> _The task_
Copy out every entry, keeping each character the same.

BEGIN

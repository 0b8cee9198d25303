//! Events published by the supervisor for the UI layer.
//!
//! The terminal UI is a separate concern; the agent only emits these
//! over a flume channel. A headless run drains them to the log.

/// Connection indicator refreshed every few seconds.
#[derive(Debug, Clone, Default)]
pub struct ConnectionStatus {
    pub console_connected: bool,
    pub console_model: String,
    pub audio_running: bool,
    pub audio_backend: String,
    pub audio_channels: usize,
    pub audio_sample_rate: u32,
    pub llm_connected: bool,
}

#[derive(Debug, Clone)]
pub enum AgentEvent {
    /// One line for the scrolling activity log
    Log(String),
    /// Conversational reply to an engineer chat message
    ChatReply(String),
    /// Short status line ("Running", "DISCONNECTED", ...)
    Status(String),
    /// Periodic connection indicator refresh
    Connection(ConnectionStatus),
}
// ── DSP loop ─────────────────────────────────────────────────────────

fn dsp_loop(shared: &Shared, mut capture: Box<dyn AudioCapture>) {
    log::debug!("DSP thread started");
    let mut fft = FftAnalyser::new(shared.config.audio_fft_size.max(64).next_power_of_two());
    let sample_rate = shared.config.audio_sample_rate as f32;
    let interval = Duration::from_millis(shared.config.dsp_interval_ms);
    let mut last_snapshot = Instant::now();
    let mut last_status = Instant::now();

    while shared.running.load(Ordering::Acquire) {
        let tick_start = Instant::now();

        shared.adapter.tick();

        // Drain captured audio: one FFT per channel per tick
        if capture.is_running() {
            let frames = fft.fft_size();
            capture.consume(frames, &mut |ch, block| {
                let result = fft.analyse(block, sample_rate);
                let channel = ch + 1;
                shared.analyser.update_fft(channel, result);
                shared.state.update_spectral(
                    channel,
                    mixpilot_core::console::SpectralData {
                        bass: result.bands.bass,
                        mid: result.bands.mid,
                        presence: result.bands.presence,
                        crest_factor: result.crest_factor,
                        spectral_centroid: result.spectral_centroid,
                    },
                );
            });
        }

        // Analyse and publish the latest issue set
        let analysis = shared.analyser.analyse(&shared.state);
        let issues = shared.analyser.detect_issues(&analysis);
        for issue in &issues {
            if matches!(
                issue.kind,
                IssueKind::Boomy | IssueKind::Harsh | IssueKind::Thin | IssueKind::Masking
            ) {
                let _ = shared.events.send(AgentEvent::Log(format!("DSP: {}", issue.description)));
            }
        }
        *shared.latest_issues.lock().unwrap() = issues;

        if analysis.has_feedback_risk {
            for warning in &analysis.warnings {
                let _ = shared.events.send(AgentEvent::Log(format!("!! {}", warning)));
            }
        }

        // Emergency path: clipping bypasses the LLM entirely
        if analysis.has_clipping {
            emergency_clipping_fix(shared, analysis.clipping_channel);
        }

        // Periodic compact snapshot for session memory
        if last_snapshot.elapsed() >= Duration::from_millis(shared.config.snapshot_interval_ms) {
            let bridge = MeterBridge::new(&shared.state, &shared.channel_map);
            shared.memory.record_snapshot(bridge.build_compact_state());
            last_snapshot = Instant::now();
        }

        if last_status.elapsed() >= Duration::from_secs(5) {
            publish_status(shared);
            last_status = Instant::now();
        }

        sleep_remainder(shared, interval, tick_start);
    }

    capture.stop();
    log::debug!("DSP thread stopped");
}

END

> _Answer to the problem_
repository 0b8cee9198d25303
//! Events published by the supervisor for the UI layer.
//!
//! The terminal UI is a separate concern; the agent only emits these
//! over a flume channel. A headless run drains them to the log.

/// Connection indicator refreshed every few seconds.
#[derive(Debug, Clone, Default)]
pub struct ConnectionStatus {
    pub console_connected: bool,
    pub console_model: String,
    pub audio_running: bool,
    pub audio_backend: String,
    pub audio_channels: usize,
    pub audio_sample_rate: u32,
    pub llm_connected: bool,
}

#[derive(Debug, Clone)]
pub enum AgentEvent {
    /// One line for the scrolling activity log
    Log(String),
    /// Conversational reply to an engineer chat message
    ChatReply(String),
    /// Short status line ("Running", "DISCONNECTED", ...)
    Status(String),
    /// Periodic connection indicator refresh
    Connection(ConnectionStatus),
}
// ── DSP loop ─────────────────────────────────────────────────────────

fn dsp_loop(shared: &Shared, mut capture: Box<dyn AudioCapture>) {
    log::debug!("DSP thread started");
    let mut fft = FftAnalyser::new(shared.config.audio_fft_size.max(64).next_power_of_two());
    let sample_rate = shared.config.audio_sample_rate as f32;
    let interval = Duration::from_millis(shared.config.dsp_interval_ms);
    let mut last_snapshot = Instant::now();
    let mut last_status = Instant::now();

    while shared.running.load(Ordering::Acquire) {
        let tick_start = Instant::now();

        shared.adapter.tick();

        // Drain captured audio: one FFT per channel per tick
        if capture.is_running() {
            let frames = fft.fft_size();
            capture.consume(frames, &mut |ch, block| {
                let result = fft.analyse(block, sample_rate);
                let channel = ch + 1;
                shared.analyser.update_fft(channel, result);
                shared.state.update_spectral(
                    channel,
                    mixpilot_core::console::SpectralData {
                        bass: result.bands.bass,
                        mid: result.bands.mid,
                        presence: result.bands.presence,
                        crest_factor: result.crest_factor,
                        spectral_centroid: result.spectral_centroid,
                    },
                );
            });
        }

        // Analyse and publish the latest issue set
        let analysis = shared.analyser.analyse(&shared.state);
        let issues = shared.analyser.detect_issues(&analysis);
        for issue in &issues {
            if matches!(
                issue.kind,
                IssueKind::Boomy | IssueKind::Harsh | IssueKind::Thin | IssueKind::Masking
            ) {
                let _ = shared.events.send(AgentEvent::Log(format!("DSP: {}", issue.description)));
            }
        }
        *shared.latest_issues.lock().unwrap() = issues;

        if analysis.has_feedback_risk {
            for warning in &analysis.warnings {
                let _ = shared.events.send(AgentEvent::Log(format!("!! {}", warning)));
            }
        }

        // Emergency path: clipping bypasses the LLM entirely
        if analysis.has_clipping {
            emergency_clipping_fix(shared, analysis.clipping_channel);
        }

        // Periodic compact snapshot for session memory
        if last_snapshot.elapsed() >= Duration::from_millis(shared.config.snapshot_interval_ms) {
            let bridge = MeterBridge::new(&shared.state, &shared.channel_map);
            shared.memory.record_snapshot(bridge.build_compact_state());
            last_snapshot = Instant::now();
        }

        if last_status.elapsed() >= Duration::from_secs(5) {
            publish_status(shared);
            last_status = Instant::now();
        }

        sleep_remainder(shared, interval, tick_start);
    }

    capture.stop();
    log::debug!("DSP thread stopped");
}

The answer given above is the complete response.